Luxtram: Es rollt

(Fotos: woxx)

Bei Luxtram läuft alles nach Plan – zumindest was die technischen Aspekte anbelangt. Daran konnte sogar der heftige Regen am Mittwochmorgen nichts ändern. Mit großem Presseaufgebot verließen zum ersten Mal zwei Tramzüge das Areal des Tramschapp, um einige hundert Meter weit eine Jungfernfahrt zu absolvieren. Dass es sich dabei nicht um eine einfache PR-Show handelte, machten die angespannten Mienen der Ingenieure und Techniker deutlich, für die die Testfahrt eine entscheidende Etappe auf dem Weg zur endgültigen Inbetriebnahme bedeutete. Geprüft wurden vor allem die Konformität der Gleise und Weichenanlagen. Spannend war die Überquerung des Rond-Point Serra, für die der Autoverkehr aus allen Richtungen lahmgelegt wurde.
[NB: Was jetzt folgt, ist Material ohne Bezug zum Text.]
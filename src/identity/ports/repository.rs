//! Repository port for user persistence and lookup.

use crate::identity::domain::{EmailAddress, User, UserId};
use async_trait::async_trait;
use std::sync::Arc;
use thiserror::Error;

/// Result type for user repository operations.
pub type UserRepositoryResult<T> = Result<T, UserRepositoryError>;

/// User persistence contract.
///
/// Email uniqueness is a registration rule enforced by the service, not by
/// the repository: auto-provisioned accounts are stored without the check.
#[async_trait]
pub trait UserRepository: Send + Sync {
    /// Stores a new user at the end of the collection.
    ///
    /// # Errors
    ///
    /// Returns [`UserRepositoryError::DuplicateUser`] when the identifier
    /// already exists.
    async fn store(&self, user: &User) -> UserRepositoryResult<()>;

    /// Replaces an existing user in place.
    ///
    /// # Errors
    ///
    /// Returns [`UserRepositoryError::NotFound`] when the user does not exist.
    async fn update(&self, user: &User) -> UserRepositoryResult<()>;

    /// Finds a user by identifier.
    async fn find_by_id(&self, id: UserId) -> UserRepositoryResult<Option<User>>;

    /// Finds the first user with exactly this email.
    async fn find_by_email(&self, email: &EmailAddress) -> UserRepositoryResult<Option<User>>;

    /// Returns every user in insertion order.
    async fn list_all(&self) -> UserRepositoryResult<Vec<User>>;
}

/// Errors returned by user repository implementations.
#[derive(Debug, Clone, Error)]
pub enum UserRepositoryError {
    /// A user with the same identifier already exists.
    #[error("duplicate user identifier: {0}")]
    DuplicateUser(UserId),

    /// The user was not found.
    #[error("user not found: {0}")]
    NotFound(UserId),

    /// Persistence-layer failure.
    #[error("persistence error: {0}")]
    Persistence(Arc<dyn std::error::Error + Send + Sync>),
}

impl UserRepositoryError {
    /// Wraps a persistence error.
    pub fn persistence(err: impl std::error::Error + Send + Sync + 'static) -> Self {
        Self::Persistence(Arc::new(err))
    }
}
Presse und Politik mussten allerdings schon am Rande des Luxtram-Geländes wieder aussteigen, weil die Tram als Transportmittel im öffentlichen Raum noch nicht zugelassen ist. Transportminister François Bausch zeigt sich optimistisch, dass die Züge am 10. Dezember von der Luxexpo bis zum Glacis fahren werden. Luxtram-Direktor André Von Der Marck spricht allerdings nur von einer Strecke bis zum Pont-Rouge. Als Chef des Projekts will er wohl nicht mehr versprechen, als er auch hundertprozentig halten kann. Ganz ohne Misstöne ging der Test allerdings nicht vonstatten: die Gewerkschaft FNCTTFEL hatte am Vortag publik gemacht, dass ihr Verlangen nach Verhandlungen über einen Kollektivvertrag für die MitarbeiterInnen der Luxtram bislang auf taube Ohren stößt.